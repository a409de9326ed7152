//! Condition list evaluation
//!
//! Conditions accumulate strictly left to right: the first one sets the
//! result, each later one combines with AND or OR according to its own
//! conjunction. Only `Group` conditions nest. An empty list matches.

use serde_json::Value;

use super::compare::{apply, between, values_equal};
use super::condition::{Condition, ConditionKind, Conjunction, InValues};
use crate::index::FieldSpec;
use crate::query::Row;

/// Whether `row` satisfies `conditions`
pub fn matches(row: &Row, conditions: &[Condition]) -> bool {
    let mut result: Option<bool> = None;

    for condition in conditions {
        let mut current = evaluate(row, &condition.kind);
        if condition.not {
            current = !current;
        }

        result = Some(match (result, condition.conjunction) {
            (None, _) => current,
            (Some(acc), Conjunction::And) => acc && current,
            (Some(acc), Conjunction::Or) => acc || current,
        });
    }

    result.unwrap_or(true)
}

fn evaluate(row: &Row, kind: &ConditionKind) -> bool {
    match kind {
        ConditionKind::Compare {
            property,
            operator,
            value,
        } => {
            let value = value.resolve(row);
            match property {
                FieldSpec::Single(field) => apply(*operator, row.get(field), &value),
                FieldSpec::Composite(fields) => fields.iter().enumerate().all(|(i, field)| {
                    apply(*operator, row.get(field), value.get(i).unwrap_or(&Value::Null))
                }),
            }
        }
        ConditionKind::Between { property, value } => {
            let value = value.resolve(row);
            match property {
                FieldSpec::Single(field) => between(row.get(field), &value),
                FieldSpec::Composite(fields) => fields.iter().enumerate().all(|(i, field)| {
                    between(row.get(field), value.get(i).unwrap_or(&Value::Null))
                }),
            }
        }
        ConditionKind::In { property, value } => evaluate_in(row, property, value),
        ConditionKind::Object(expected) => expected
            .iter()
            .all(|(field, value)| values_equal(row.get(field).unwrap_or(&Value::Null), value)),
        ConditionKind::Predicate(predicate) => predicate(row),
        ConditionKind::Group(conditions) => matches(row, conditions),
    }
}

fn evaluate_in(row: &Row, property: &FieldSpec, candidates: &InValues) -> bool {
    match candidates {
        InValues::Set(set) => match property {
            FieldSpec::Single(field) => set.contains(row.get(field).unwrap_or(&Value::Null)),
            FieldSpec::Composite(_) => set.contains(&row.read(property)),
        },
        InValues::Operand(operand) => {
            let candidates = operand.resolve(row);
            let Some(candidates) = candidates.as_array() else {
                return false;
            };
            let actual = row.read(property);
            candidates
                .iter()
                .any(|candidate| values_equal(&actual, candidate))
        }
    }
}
++++++++++++++++++++
» What needs to be done
Retype every record above exactly.

» Completed task
repository a409de9326ed7152
//! Condition list evaluation
//!
//! Conditions accumulate strictly left to right: the first one sets the
//! result, each later one combines with AND or OR according to its own
//! conjunction. Only `Group` conditions nest. An empty list matches.

use serde_json::Value;

use super::compare::{apply, between, values_equal};
use super::condition::{Condition, ConditionKind, Conjunction, InValues};
use crate::index::FieldSpec;
use crate::query::Row;

/// Whether `row` satisfies `conditions`
pub fn matches(row: &Row, conditions: &[Condition]) -> bool {
    let mut result: Option<bool> = None;

    for condition in conditions {
        let mut current = evaluate(row, &condition.kind);
        if condition.not {
            current = !current;
        }

        result = Some(match (result, condition.conjunction) {
            (None, _) => current,
            (Some(acc), Conjunction::And) => acc && current,
            (Some(acc), Conjunction::Or) => acc || current,
        });
    }

    result.unwrap_or(true)
}

fn evaluate(row: &Row, kind: &ConditionKind) -> bool {
    match kind {
        ConditionKind::Compare {
            property,
            operator,
            value,
        } => {
            let value = value.resolve(row);
            match property {
                FieldSpec::Single(field) => apply(*operator, row.get(field), &value),
                FieldSpec::Composite(fields) => fields.iter().enumerate().all(|(i, field)| {
                    apply(*operator, row.get(field), value.get(i).unwrap_or(&Value::Null))
                }),
            }
        }
        ConditionKind::Between { property, value } => {
            let value = value.resolve(row);
            match property {
                FieldSpec::Single(field) => between(row.get(field), &value),
                FieldSpec::Composite(fields) => fields.iter().enumerate().all(|(i, field)| {
                    between(row.get(field), value.get(i).unwrap_or(&Value::Null))
                }),
            }
        }
        ConditionKind::In { property, value } => evaluate_in(row, property, value),
        ConditionKind::Object(expected) => expected
            .iter()
            .all(|(field, value)| values_equal(row.get(field).unwrap_or(&Value::Null), value)),
        ConditionKind::Predicate(predicate) => predicate(row),
        ConditionKind::Group(conditions) => matches(row, conditions),
    }
}

fn evaluate_in(row: &Row, property: &FieldSpec, candidates: &InValues) -> bool {
    match candidates {
        InValues::Set(set) => match property {
            FieldSpec::Single(field) => set.contains(row.get(field).unwrap_or(&Value::Null)),
            FieldSpec::Composite(_) => set.contains(&row.read(property)),
        },
        InValues::Operand(operand) => {
            let candidates = operand.resolve(row);
            let Some(candidates) = candidates.as_array() else {
                return false;
            };
            let actual = row.read(property);
            candidates
                .iter()
                .any(|candidate| values_equal(&actual, candidate))
        }
    }
}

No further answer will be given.